■ **EXERCISE BRIEF**
Search the entries for the word "derive" and return every line where it is found.

Stored data
════════════════════

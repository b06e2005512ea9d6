//! Mini-batch sources.
//!
//! A [`DataSet`] is one mini-batch (or a whole in-memory set): features, optional labels and
//! their optional masks, all sharing the leading batch axis. A [`BatchIterator`] yields them;
//! [`AsyncBatchIterator`] prefetches from another iterator on a background thread.

use std::sync::Arc;
use std::sync::atomic::{AtomicBool, Ordering};
use std::sync::mpsc::{Receiver, sync_channel};
use std::thread::{self, JoinHandle};

use ndarray::{Axis, Slice};

use crate::envelope::{Activations, MaskState};
use crate::{Error, Result, Tensor, tensor};

/// Features plus optional labels and masks.
///
/// Shapes:
/// - features `[batch, n_in]` or `[batch, n_in, time]`
/// - labels `[batch, n_out]` or `[batch, n_out, time]`
/// - masks `[batch, time]` for time series, `[batch, 1]` otherwise
#[derive(Debug, Clone, PartialEq)]
pub struct DataSet {
    pub features: Tensor,
    pub labels: Option<Tensor>,
    pub features_mask: Option<Tensor>,
    pub labels_mask: Option<Tensor>,
}

impl DataSet {
    pub fn new(features: Tensor, labels: Tensor) -> Result<Self> {
        Self::with_masks(features, Some(labels), None, None)
    }

    /// Features only, as used for pretraining.
    pub fn unlabeled(features: Tensor) -> Result<Self> {
        Self::with_masks(features, None, None, None)
    }

    pub fn with_masks(
        features: Tensor,
        labels: Option<Tensor>,
        features_mask: Option<Tensor>,
        labels_mask: Option<Tensor>,
    ) -> Result<Self> {
        let ds = Self {
            features,
            labels,
            features_mask,
            labels_mask,
        };
        ds.validate()?;
        Ok(ds)
    }

    /// Build a feed-forward set from per-example rows.
    ///
    /// This is a convenience constructor (it copies into contiguous storage).
    pub fn from_rows(inputs: &[Vec<f32>], targets: &[Vec<f32>]) -> Result<Self> {
        if inputs.len() != targets.len() {
            return Err(Error::InvalidData(format!(
                "inputs/targets length mismatch: {} vs {}",
                inputs.len(),
                targets.len()
            )));
        }
        let features = stack_rows(inputs, "input")?;
        let labels = stack_rows(targets, "target")?;
        Self::new(features, labels)
    }

    fn validate(&self) -> Result<()> {
        let rank = self.features.ndim();
        if rank != 2 && rank != 3 {
            return Err(Error::InvalidData(format!(
                "features must be rank 2 or 3, got shape {:?}",
                self.features.shape()
            )));
        }
        let batch = self.len();
        if batch == 0 {
            return Err(Error::InvalidData("data set must not be empty".to_owned()));
        }
        if let Some(labels) = &self.labels {
            if labels.ndim() != rank || labels.shape()[0] != batch {
                return Err(Error::InvalidData(format!(
                    "labels {:?} do not match features {:?}",
                    labels.shape(),
                    self.features.shape()
                )));
            }
        }
        for (what, mask, series) in [
            ("features mask", &self.features_mask, Some(&self.features)),
            ("labels mask", &self.labels_mask, self.labels.as_ref()),
        ] {
            let (Some(mask), Some(series)) = (mask, series) else {
                continue;
            };
            let expected = if series.ndim() == 3 { series.shape()[2] } else { 1 };
            if mask.shape() != [batch, expected] {
                return Err(Error::InvalidData(format!(
                    "{what} {:?} does not match [{batch}, {expected}]",
                    mask.shape()
                )));
            }
        }
        Ok(())
    }

    /// Number of examples.
    #[inline]
    pub fn len(&self) -> usize {
        self.features.shape().first().copied().unwrap_or(0)
    }

    #[inline]
    pub fn is_empty(&self) -> bool {
        self.len() == 0
    }

    #[inline]
    pub fn is_time_series(&self) -> bool {
        self.features.ndim() == 3
    }

    /// Features as a network input; an attached features mask is active.
    pub fn input(&self) -> Activations {
        let state = self.features_mask.as_ref().map(|_| MaskState::Active);
        Activations::with_mask(self.features.clone(), self.features_mask.clone(), state)
    }

    /// Consecutive mini-batches of at most `batch_size` examples.
    pub fn batches(&self, batch_size: usize) -> Result<Vec<DataSet>> {
        if batch_size == 0 {
            return Err(Error::InvalidConfig("batch_size must be > 0".to_owned()));
        }
        let n = self.len();
        let mut out = Vec::with_capacity(n.div_ceil(batch_size));
        let mut start = 0;
        while start < n {
            let end = (start + batch_size).min(n);
            out.push(DataSet {
                features: rows(&self.features, start, end),
                labels: self.labels.as_ref().map(|t| rows(t, start, end)),
                features_mask: self.features_mask.as_ref().map(|t| rows(t, start, end)),
                labels_mask: self.labels_mask.as_ref().map(|t| rows(t, start, end)),
            });
            start = end;
        }
        Ok(out)
    }
}

fn rows(t: &Tensor, start: usize, end: usize) -> Tensor {
    t.slice_axis(Axis(0), Slice::from(start..end))
        .to_owned()
        .into_shared()
}

fn stack_rows(rows: &[Vec<f32>], what: &str) -> Result<Tensor> {
    let dim = rows.first().map_or(0, Vec::len);
    if dim == 0 {
        return Err(Error::InvalidData(format!("{what} rows must not be empty")));
    }
    let mut flat = Vec::with_capacity(rows.len() * dim);
    for (i, row) in rows.iter().enumerate() {
        if row.len() != dim {
            return Err(Error::InvalidData(format!(
                "{what} row {i} has len {}, expected {dim}",
                row.len()
            )));
        }
        flat.extend_from_slice(row);
    }
    tensor::from_vec(&[rows.len(), dim], flat)
}

/// A resettable stream of mini-batches.
pub trait BatchIterator: Iterator<Item = DataSet> + Send {
    fn reset_supported(&self) -> bool;

    /// Whether wrapping this iterator in an [`AsyncBatchIterator`] is allowed.
    fn async_supported(&self) -> bool;

    /// Rewind to the first batch.
    fn reset(&mut self) -> Result<()>;
}

/// In-memory batches.
#[derive(Debug, Clone)]
pub struct ListBatchIterator {
    batches: Vec<DataSet>,
    cursor: usize,
}

impl ListBatchIterator {
    pub fn new(batches: Vec<DataSet>) -> Self {
        Self { batches, cursor: 0 }
    }

    pub fn from_dataset(ds: &DataSet, batch_size: usize) -> Result<Self> {
        Ok(Self::new(ds.batches(batch_size)?))
    }

    #[inline]
    pub fn num_batches(&self) -> usize {
        self.batches.len()
    }
}

impl Iterator for ListBatchIterator {
    type Item = DataSet;

    fn next(&mut self) -> Option<DataSet> {
        let ds = self.batches.get(self.cursor)?.clone();
        self.cursor += 1;
        Some(ds)
    }
}

impl BatchIterator for ListBatchIterator {
    fn reset_supported(&self) -> bool {
        true
    }

    fn async_supported(&self) -> bool {
        true
    }

    fn reset(&mut self) -> Result<()> {
        self.cursor = 0;
        Ok(())
    }
}

/// Prefetches batches from `I` on a worker thread into a bounded queue.
///
/// [`shutdown`](Self::shutdown) stops the worker, discards staged batches and hands the inner
/// iterator back. Dropping the iterator shuts it down too.
#[derive(Debug)]
pub struct AsyncBatchIterator<I: BatchIterator + 'static> {
    queue_size: usize,
    reset_supported: bool,
    stop: Arc<AtomicBool>,
    rx: Option<Receiver<DataSet>>,
    worker: Option<JoinHandle<I>>,
}

impl<I: BatchIterator + 'static> AsyncBatchIterator<I> {
    pub fn new(inner: I, queue_size: usize) -> Result<Self> {
        if queue_size == 0 {
            return Err(Error::InvalidConfig("queue_size must be > 0".to_owned()));
        }
        let reset_supported = inner.reset_supported();
        let mut it = Self {
            queue_size,
            reset_supported,
            stop: Arc::new(AtomicBool::new(false)),
            rx: None,
            worker: None,
        };
        it.spawn(inner)?;
        Ok(it)
    }

    fn spawn(&mut self, mut inner: I) -> Result<()> {
        let (tx, rx) = sync_channel(self.queue_size);
        let stop = Arc::new(AtomicBool::new(false));
        let flag = Arc::clone(&stop);
        let worker = thread::Builder::new()
            .name("batch-prefetch".to_owned())
            .spawn(move || {
                while !flag.load(Ordering::Acquire) {
                    let Some(ds) = inner.next() else {
                        break;
                    };
                    // The receiver is gone once the consumer shuts down.
                    if tx.send(ds).is_err() {
                        break;
                    }
                }
                inner
            })
            .map_err(|e| Error::Concurrency(format!("failed to start prefetch thread: {e}")))?;
        self.stop = stop;
        self.rx = Some(rx);
        self.worker = Some(worker);
        Ok(())
    }

    /// Stop prefetching and return the inner iterator.
    ///
    /// Returns `None` if already shut down or if the worker panicked.
    pub fn shutdown(&mut self) -> Option<I> {
        self.stop.store(true, Ordering::Release);
        // Unblocks a worker waiting on a full queue; staged batches are dropped with it.
        let staged = self.rx.take().map_or(0, |rx| rx.try_iter().count());
        let worker = self.worker.take()?;
        match worker.join() {
            Ok(inner) => {
                tracing::debug!(discarded = staged, "batch prefetcher shut down");
                Some(inner)
            }
            Err(_) => {
                tracing::warn!("batch prefetch thread panicked");
                None
            }
        }
    }

    #[inline]
    pub fn is_running(&self) -> bool {
        self.worker.is_some()
    }
}

impl<I: BatchIterator + 'static> Iterator for AsyncBatchIterator<I> {
    type Item = DataSet;

    fn next(&mut self) -> Option<DataSet> {
        self.rx.as_ref()?.recv().ok()
    }
}

impl<I: BatchIterator + 'static> BatchIterator for AsyncBatchIterator<I> {
    fn reset_supported(&self) -> bool {
        self.reset_supported
    }

    fn async_supported(&self) -> bool {
        false
    }

    fn reset(&mut self) -> Result<()> {
        if !self.reset_supported {
            return Err(Error::UnsupportedConfiguration(
                "inner iterator does not support reset".to_owned(),
            ));
        }
        let mut inner = self
            .shutdown()
            .ok_or_else(|| Error::Concurrency("prefetch worker is not available".to_owned()))?;
        inner.reset()?;
        self.spawn(inner)
    }
}

impl<I: BatchIterator + 'static> Drop for AsyncBatchIterator<I> {
    fn drop(&mut self) {
        self.shutdown();
    }
}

════════════════════

■ **EXERCISE OUTPUT**
#[derive(Debug, Clone, PartialEq)]
#[derive(Debug, Clone)]
#[derive(Debug)]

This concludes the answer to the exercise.